# Oracle 9i UTF-8 Probleme



## ioneshock (6. März 2006)

Hallo miteinander,

ich habe unter Suse 9.3 eine Oracle 9i Datenbank mit Zeichensatz AL32UTF8 aufgesetzt. Die Umgebungsvariable NLS_LANG ist im Linux auf GERMAN_GERMANY.AL32UTF8 gesetzt. Der Client läuft auf einem Windows XP Rechner, wobei in der Registry ebenfalls GERMAN_GERMANY.AL32UTF8 eingetragen wurde (im SQL+ mit @.[%NLS_LANG% kontrolliert].

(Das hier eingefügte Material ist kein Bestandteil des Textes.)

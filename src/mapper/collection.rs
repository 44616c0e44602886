use std::sync::Arc;

use tracing::debug;

use crate::core::error::{MapError, Result};
use crate::core::types::{MapKind, TypePair};
use crate::core::value::{DynRef, DynValue};
use crate::matcher::Matcher;
use crate::mapper::context::MappingContext;
use crate::mapper::{Mapper, MapperId, next_mapper_id};
use crate::reflect::collections::{CollectionOps, ElemView};
use crate::reflect::registry::TypeRegistry;

pub(crate) fn collection_ops(
    registry: &TypeRegistry,
    pair: TypePair,
) -> Option<(CollectionOps, CollectionOps)> {
    let src = registry.get_key(pair.from)?.collection()?.clone();
    let dst = registry.get_key(pair.to)?.collection()?.clone();
    Some((src, dst))
}

// ========================================
// New
// ========================================

/// Maps a collection by mapping every element. Element mapping goes through
/// the context's mapper override when one is installed, so nested elements
/// see the whole strategy chain; otherwise the configured fallback runs.
pub struct NewCollectionMapper {
    id: MapperId,
    registry: Arc<TypeRegistry>,
    elements: Arc<dyn Mapper>,
}

impl NewCollectionMapper {
    pub fn new(registry: Arc<TypeRegistry>, elements: Arc<dyn Mapper>) -> Self {
        Self {
            id: next_mapper_id(),
            registry,
            elements,
        }
    }

    fn element_mapper(&self, ctx: &MappingContext) -> Arc<dyn Mapper> {
        ctx.mapper_override()
            .unwrap_or_else(|| self.elements.clone())
    }
}

impl Mapper for NewCollectionMapper {
    fn name(&self) -> &str {
        "new-collection"
    }

    fn id(&self) -> MapperId {
        self.id
    }

    fn can_map_new(&self, pair: TypePair, ctx: &MappingContext) -> Result<bool> {
        let Some((src, dst)) = collection_ops(&self.registry, pair) else {
            return Ok(false);
        };
        let elem_pair = TypePair::new(src.elem, dst.elem);
        self.element_mapper(ctx).can_map_new(elem_pair, ctx)
    }

    fn can_map_merge(&self, _pair: TypePair, _ctx: &MappingContext) -> Result<bool> {
        Ok(false)
    }

    fn map_new(
        &self,
        source: DynRef<'_>,
        pair: TypePair,
        ctx: &MappingContext,
    ) -> Result<DynValue> {
        let Some((src_ops, dest_ops)) = collection_ops(&self.registry, pair) else {
            return Err(MapError::not_found(pair, MapKind::New));
        };
        let elem_pair = TypePair::new(src_ops.elem, dest_ops.elem);
        let mapper = self.element_mapper(ctx);
        if !mapper
            .can_map_new(elem_pair, ctx)
            .map_err(|e| MapError::wrap_collection(pair, MapKind::New, e))?
        {
            return Err(MapError::not_found(pair, MapKind::New));
        }
        // Null is a valid result only for a pair whose elements just proved
        // mappable; otherwise null fails like any other source.
        if source.is_null() {
            return Ok(DynValue::null_of(pair.to));
        }

        let mut items = Vec::new();
        for elem in (src_ops.iter)(source)? {
            ctx.check_cancelled()?;
            let mapped = mapper
                .map_new(elem.as_dyn(), elem_pair, ctx)
                .map_err(|e| MapError::wrap_collection(pair, MapKind::New, e))?;
            items.push(mapped);
        }
        (dest_ops.build)(items)
    }

    fn map_merge(
        &self,
        _source: DynRef<'_>,
        _dest: &mut DynValue,
        pair: TypePair,
        _ctx: &MappingContext,
    ) -> Result<()> {
        Err(MapError::not_found(pair, MapKind::Merge))
    }
}

// ========================================
// Merge reconciliation
// ========================================

/// Reconciles a source collection into an existing destination instead of
/// rebuilding it blindly.
///
/// Each source element claims the first destination element the matcher
/// pairs it with; claimed pairs are updated by merging (falling back to a
/// fresh element map when no element merge exists), unclaimed source
/// elements are added, and unclaimed destination elements are removed or
/// retained according to [`MergePolicy`]. The result keeps source order,
/// with retained destination elements after it.
pub struct MergeCollectionMapper {
    id: MapperId,
    registry: Arc<TypeRegistry>,
    elements: Arc<dyn Mapper>,
    matcher: Arc<dyn Matcher>,
}

impl MergeCollectionMapper {
    pub fn new(
        registry: Arc<TypeRegistry>,
        elements: Arc<dyn Mapper>,
        matcher: Arc<dyn Matcher>,
    ) -> Self {
        Self {
            id: next_mapper_id(),
            registry,
            elements,
            matcher,
        }
    }

    fn element_mapper(&self, ctx: &MappingContext) -> Arc<dyn Mapper> {
        ctx.mapper_override()
            .unwrap_or_else(|| self.elements.clone())
    }

    fn matcher(&self, ctx: &MappingContext) -> Arc<dyn Matcher> {
        ctx.matcher_override().unwrap_or_else(|| self.matcher.clone())
    }
}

Nun versuche ich mit PHP u. Apache auf diese Datenbank zuzugreifen, was erst einmal keine Probleme bereitet.

Nur sind die Sonderzeichen nicht UTF8 dargestellt. Dies ist nur möglich (durch testen festgestellt), wenn ich den Client auf GERMAN_GERMANY.WE....usw. stelle und die Daten eintrage. Diese werden nach nochmaligen umstellen des Clients auf AL32UTF8 korrekt in UTF8 dargestellt.

Nun bringt es mich fast zur Verzweiflung, da meine Lektüre und gefundene Foreneinträge nur auf die Einstellungen des Clients verweisen. Welche Maßnahmen muss ich erledigen, um korrekt mit der Einstellung GERMAN_GERMANY.AL32UTF8 zu schreiben und wieder zu lesen (in PHP, SQL+ usw.).

Wäre toll wenn Ihr mir helfen könntet

Gruß Stephan


----------